Speaking of lifespans, my advice to you is this = Don’t bother to purchase a large-sized magnolia from a nursery. They grow like green lightning. Most take a few years before they blossom (‘Goldfinch’ being an exception and getting right down to business), but they grow rapidly.
‘Goldfinch’ isn’t the only magnolia on my property. I also have a Magnolia stellata hybrid (probably mixed with a M. x soulangiana, but it’s parentage seems to have been a capricious moment rather than planned parenthood). It has white flowers and blossoms much earlier than ‘Goldfinch’. Even so, it usually manages to get a strong blossom stint in simply because it sits close to the road where hot air whizzes by on a regular basis. The flowers aren’t as graceful in form as ‘Goldfinch’, but the tree has a gorgeous profile. It’s especially spectacular when naked. Not everybody can boast similarly.
Oh, and speaking of naked limbs. Deer seem to like to bully the branches of magnolias on a regular basis, especially in autumn. They rub their antlers against magnolias (why me?) with a vendetta that has provoked me to build a barricade around my trees. ‘Goldfinch’ was scraped to within an inch of its life, but it bravely soldiered on.

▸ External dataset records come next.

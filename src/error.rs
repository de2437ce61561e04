//! Error taxonomy for data acquisition and signal evaluation
//!
//! Provider adapters classify their own failures into a [`SourceErrorKind`];
//! the failover fetcher decides cooldown / cache eviction from that kind alone.

use thiserror::Error;

use crate::types::{SourceId, Timeframe};

/// How a failed source attempt should be treated by the failover fetcher.
#[derive(Debug, Clone, Copy, PartialEq, Eq)]
pub enum SourceErrorKind {
    /// Network failure, timeout, rate limit, unavailable or access-restricted.
    /// Puts the source in cooldown.
    Transient,
    /// The requested market does not exist on this source. No cooldown.
    SymbolNotFound,
    /// A candle fetch rejected a previously resolved market symbol.
    /// Evicts the resolver cache entry. No cooldown.
    MarketMappingStale,
    /// Anything else (bad payload, unexpected API error).
    Other,
}

impl std::fmt::Display for SourceErrorKind {
    fn fmt(&self, f: &mut std::fmt::Formatter<'_>) -> std::fmt::Result {
        let label = match self {
            SourceErrorKind::Transient => "transient",
            SourceErrorKind::SymbolNotFound => "symbol not found",
            SourceErrorKind::MarketMappingStale => "stale market mapping",
            SourceErrorKind::Other => "error",
        };
        f.write_str(label)
    }
}

/// Failure reported by one market data provider.
#[derive(Debug, Clone, PartialEq, Error)]
#[error("{source_id} {kind}: {message}")]
pub struct SourceError {
    pub source_id: SourceId,
    pub kind: SourceErrorKind,
    pub message: String,
}

impl SourceError {
    pub fn new(source_id: SourceId, kind: SourceErrorKind, message: impl Into<String>) -> Self {
        Self {
            source_id,
            kind,
            message: message.into(),
        }
    }

    pub fn transient(source_id: SourceId, message: impl Into<String>) -> Self {
        Self::new(source_id, SourceErrorKind::Transient, message)
    }

    pub fn symbol_not_found(source_id: SourceId, message: impl Into<String>) -> Self {
        Self::new(source_id, SourceErrorKind::SymbolNotFound, message)
    }

    pub fn stale(source_id: SourceId, message: impl Into<String>) -> Self {
        Self::new(source_id, SourceErrorKind::MarketMappingStale, message)
    }

    pub fn other(source_id: SourceId, message: impl Into<String>) -> Self {
        Self::new(source_id, SourceErrorKind::Other, message)
    }

    /// Text-based classification for failures an adapter cannot type itself.
    ///
    /// Access restrictions count as transient (the source is cooled down, not
    /// dropped). Wording about symbols, markets or instruments is read as a
    /// stale market mapping.
    pub fn classify(source_id: SourceId, message: impl Into<String>) -> Self {
        let message = message.into();
        let lower = message.to_lowercase();
        let kind = if lower.contains("restricted")
            || lower.contains("forbidden")
            || lower.contains("403")
        {
            SourceErrorKind::Transient
        } else if lower.contains("symbol")
            || lower.contains("market")
            || lower.contains("instrument")
        {
            SourceErrorKind::MarketMappingStale
        } else {
            SourceErrorKind::Other
        };
        Self::new(source_id, kind, message)
    }

    pub fn is_transient(&self) -> bool {
        self.kind == SourceErrorKind::Transient
    }
}

/// Market resolution failure.
#[derive(Debug, Clone, PartialEq, Error)]
pub enum ResolveError {
    #[error("perpetual market for {symbol} not found on {source_id}")]
    MarketNotFound { source_id: SourceId, symbol: String },

    #[error(transparent)]
    Provider(#[from] SourceError),
}

impl From<ResolveError> for SourceError {
    fn from(err: ResolveError) -> Self {
        match err {
            ResolveError::MarketNotFound { source_id, .. } => {
                SourceError::symbol_not_found(source_id, err.to_string())
            }
            ResolveError::Provider(inner) => inner,
        }
    }
}

/// Failover fetch failure for one (symbol, timeframe).
#[derive(Debug, Clone, PartialEq, Error)]
pub enum FetchError {
    #[error(
        "no source answered for {symbol} {timeframe}; attempted [{}]; last error: {}",
        join_sources(.attempted),
        describe_last(.last_error)
    )]
    AllSourcesExhausted {
        symbol: String,
        timeframe: Timeframe,
        attempted: Vec<SourceId>,
        last_error: Option<SourceError>,
    },
}

fn join_sources(sources: &[SourceId]) -> String {
    sources
        .iter()
        .map(|s| s.as_str())
        .collect::<Vec<_>>()
        .join(", ")
}

fn describe_last(err: &Option<SourceError>) -> String {
    match err {
        Some(e) => e.to_string(),
        None => "none (no eligible source)".to_string(),
    }
}

/// Indicator evaluation failure.
#[derive(Debug, Clone, PartialEq, Error)]
pub enum IndicatorError {
    #[error("insufficient data: need {required} candles, got {available}")]
    InsufficientData { required: usize, available: usize },
}

/// Failure of one timeframe within a monitor tick. Never fatal to the loop.
#[derive(Debug, Clone, PartialEq, Error)]
pub enum CycleError {
    #[error(transparent)]
    Fetch(#[from] FetchError),

    #[error(transparent)]
    Indicator(#[from] IndicatorError),
}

Recently, I’ve added to the bounty — trying to stay on the safe side of the frost waves. Since most of my property is on slightly shaky territory for late frosts, my strategy is to go with late bloomers. Both my new additions have glowing colors — ‘Coral Lake’ (luminous peach) and ‘Flamingo’ (the same hue as the name implies). They both seem to have a dense branch structure to form a tighter tree than the open stretch of ‘Goldfinch’. But I’ll keep you posted.